Однако раздражение проходило, когда он видел мучения больной племянницы. Всего лишь несколько дней спустя Петр Ильич писал тому же адресату: «Бедная Таня все последние дни страдает не прекращающейся тошнотой. Теперь я уж не злюсь, а сожалею. Вот безотрадная, жалкая жизнь!» Поведение ее менялось, когда в доме не было молодых мужчин: она не капризничала, не пользовалась вульгарной косметикой, становилась спокойнее и милее, и он снова чувствовал, как сильно к ней привязан.
Роман молодых людей тем не менее продолжался. В письме 25 октября читаем: «Всю неделю здесь прожил Блуменфельд и… постоянно пребывал с ней в tête-a-têt’ax, после коих она делалась красная и взволнованная. Быть может, я грешил, но подозрение, что у них происходит нечто скверное, терзало и злило меня. Но впрочем, ту постоянную злость, о которой я тебе писал, мне удалось несколько обуздать путем рассуждения, и нрав мой стал сноснее». Вскоре выяснилось, что опасения Чайковского были не напрасными.
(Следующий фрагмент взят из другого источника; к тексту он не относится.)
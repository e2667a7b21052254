//! `gutterpad`: terminal entry point.
//!
//! - **`run()`**: parses arguments, loads config, sets up logging and the terminal.
//! - The editor and its renderer sit behind one mutex shared by the input loop and the
//!   resize poller thread, so a frame is never drawn mid-edit.

use anyhow::{Context, Result};
use crossterm::event::{self, Event, KeyEventKind};
use gutterpad::config::Config;
use gutterpad::editor::{is_interrupt, Editor, Session};
use gutterpad::logging;
use gutterpad::poller::ResizePoller;
use gutterpad::render::CuiRender;
use gutterpad::sink::CrosstermSink;
use gutterpad::terminal::TerminalGuard;
use std::io::{self, Stdout};
use std::path::PathBuf;
use std::sync::{Arc, Mutex, MutexGuard, PoisonError};
use std::time::Duration;

type SharedSession = Arc<Mutex<Session<CrosstermSink<Stdout>>>>;

fn main() {
    if let Err(e) = run() {
        eprintln!("Error: {e:?}");
        std::process::exit(1);
    }
}

fn print_help() {
    println!("gutterpad: a line-numbered terminal text editor");
    println!();
    println!("USAGE:");
    println!("    gutterpad [FILE]          Open a file (created on first save)");
    println!("    gutterpad -h, --help      Show this help message");
    println!("    gutterpad -v, --version   Show version information");
    println!();
    println!("KEYBINDINGS:");
    println!("    Ctrl+S    Save            Ctrl+Q    Quit");
    println!("    Ctrl+Z    Undo            Ctrl+Y    Redo");
    println!("    Ctrl+C    Copy line       Ctrl+V    Paste");
    println!("    Ctrl+K    Delete line     F1 / F2   Help / Statistics");
    println!();
    println!("CONFIG:");
    println!("    ./gutterpad.toml, ./.gutterpad.toml or ~/.config/gutterpad/config.toml");
    println!("    Set GUTTERPAD_LOG to override the log filter.");
}

/// Lock the session, carrying on with the data if a previous holder panicked.
fn lock(session: &SharedSession) -> MutexGuard<'_, Session<CrosstermSink<Stdout>>> {
    session.lock().unwrap_or_else(PoisonError::into_inner)
}

fn run() -> Result<()> {
    let args: Vec<String> = std::env::args().collect();
    let mut file_to_open = None;

    if let Some(arg) = args.get(1) {
        match arg.as_str() {
            "-h" | "--help" => {
                print_help();
                return Ok(());
            }
            "-v" | "--version" => {
                println!("gutterpad v{}", env!("CARGO_PKG_VERSION"));
                return Ok(());
            }
            flag if flag.starts_with('-') => {
                eprintln!("Error: Unknown flag '{flag}'");
                eprintln!("Try 'gutterpad --help' for more information.");
                std::process::exit(1);
            }
            path => file_to_open = Some(PathBuf::from(path)),
        }
    }

    let config = Config::discover()?;
    logging::init(&config)?;
    tracing::info!(version = env!("CARGO_PKG_VERSION"), "starting");

    let editor = Editor::new(file_to_open, config.clone())?;

    let mut stdout = io::stdout();
    let _term = TerminalGuard::new(&mut stdout)?;
    let sink = CrosstermSink::new(stdout).context("Querying terminal size")?;
    let session: SharedSession = Arc::new(Mutex::new(Session::new(editor, CuiRender::new(sink))));
    lock(&session).draw()?;

    let polled = Arc::clone(&session);
    let mut poller = ResizePoller::spawn(config.resize_poll_interval(), move || {
        let mut s = lock(&polled);
        if s.render.sink_mut().refresh_size()? {
            s.on_resize()?;
        }
        Ok(())
    });

    let result = event_loop(&session);
    poller.stop();

    match result {
        Err(e) if is_interrupt(&e) => {
            tracing::info!("quit");
            Ok(())
        }
        other => other,
    }
}

/// Read input until the quit signal (or a fatal error) comes back.
fn event_loop(session: &SharedSession) -> Result<()> {
    loop {
        // poll so transient status messages can expire
        if event::poll(Duration::from_millis(50))? {
            match event::read()? {
                Event::Key(key) if key.kind == KeyEventKind::Press => lock(session).handle_key(key)?,
                Event::Resize(_, _) => {
                    let mut s = lock(session);
                    s.render.sink_mut().refresh_size()?;
                    s.on_resize()?;
                }
                _ => {}
            }
        } else {
            lock(session).tick()?;
        }
    }
}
В середине ноября он принял решение возвратиться в Москву. Племянница пожелала присоединиться к нему, и, чтобы отговорить ее от этого, пришлось прибегнуть к неприятной лжи. Покидал он Каменку со смешанным чувством, но без сожаления. С появлением многих соседей уют каменского «уголка» померк. Не имея собственного дома, не умея устроиться в России где-либо еще, боясь одиночества за границей, Петр Ильич ощущал себя «каким-то кочевником», и мысль эта начинала его все более тяготить. По большому счету, с Каменкой его связывал теперь только Боб, который с каждым годом становился все очаровательнее, и его любовь к мальчику все росла. «Он до того нежен и ласков со мной, что я постоянно тронут этим, иногда почти до слез, — сообщал он Модесту 11 октября.
Ничуть не уменьшалась и его тоска по слуге. «Ах, Леня, Леня, как подумаю, что еще 2 года ждать, — просто плакать хочется», — писал ему Петр Ильич 2 сентября 1882 года. А его послание от 18 сентября проникнуто особенно нежной интонацией и идиллическими планами на дальнейшую жизнь: «Голубчик мой Леня! Что это ты вздумал меня расхваливать в последнем письме? Не за что, голубчик. Ведь я тебя люблю не как своего слугу, а как самого близкого родного, как брата или как сына. Так как же мне о тебе не заботиться, мой родной! Лишь бы только поскорее прошли эти несносные годы твоей службы! Я мечтаю о том, что когда ты кончишь свой срок солдатчины, то, если я буду жив, перестану жить по чужим домам, а поселюсь в Москве, где-нибудь в хорошеньком месте, и уж навсегда. Мы устроимся с тобой в миленькой, удобной квартирке и заживем припеваючи. Хорошо было бы, чтобы к тому времени [ты] женился на какой-нибудь хорошей девушке, так, чтобы было кому присмотреть за нашим бельем и вообще оказывать всякие женские услуги. Молю бога, чтобы поскорее промелькнули два года и чтобы можно было осуществить мечты эти!» Обратим внимание на контекст пожелания женитьбы — акцент сделан не на Алешином семейном счастье, а на необходимости присутствия женщины, которая ухаживала бы за ними обоими.
Прослеженные нами страдания композитора после ухода Алексея в армию ярко демонстрирует силу его чувств: в их выражении он не стеснялся даже Надежды Филаретовны, выбрав ее в качестве одного из наперсников. Однако постепенно привыкаешь даже к разлуке. Со временем он стал упоминать слугу в письмах «лучшему другу» значительно реже (впрочем, и самих этих писем стало меньше), но иногда тоска по отсутствующему Лене прорывалась по-прежнему.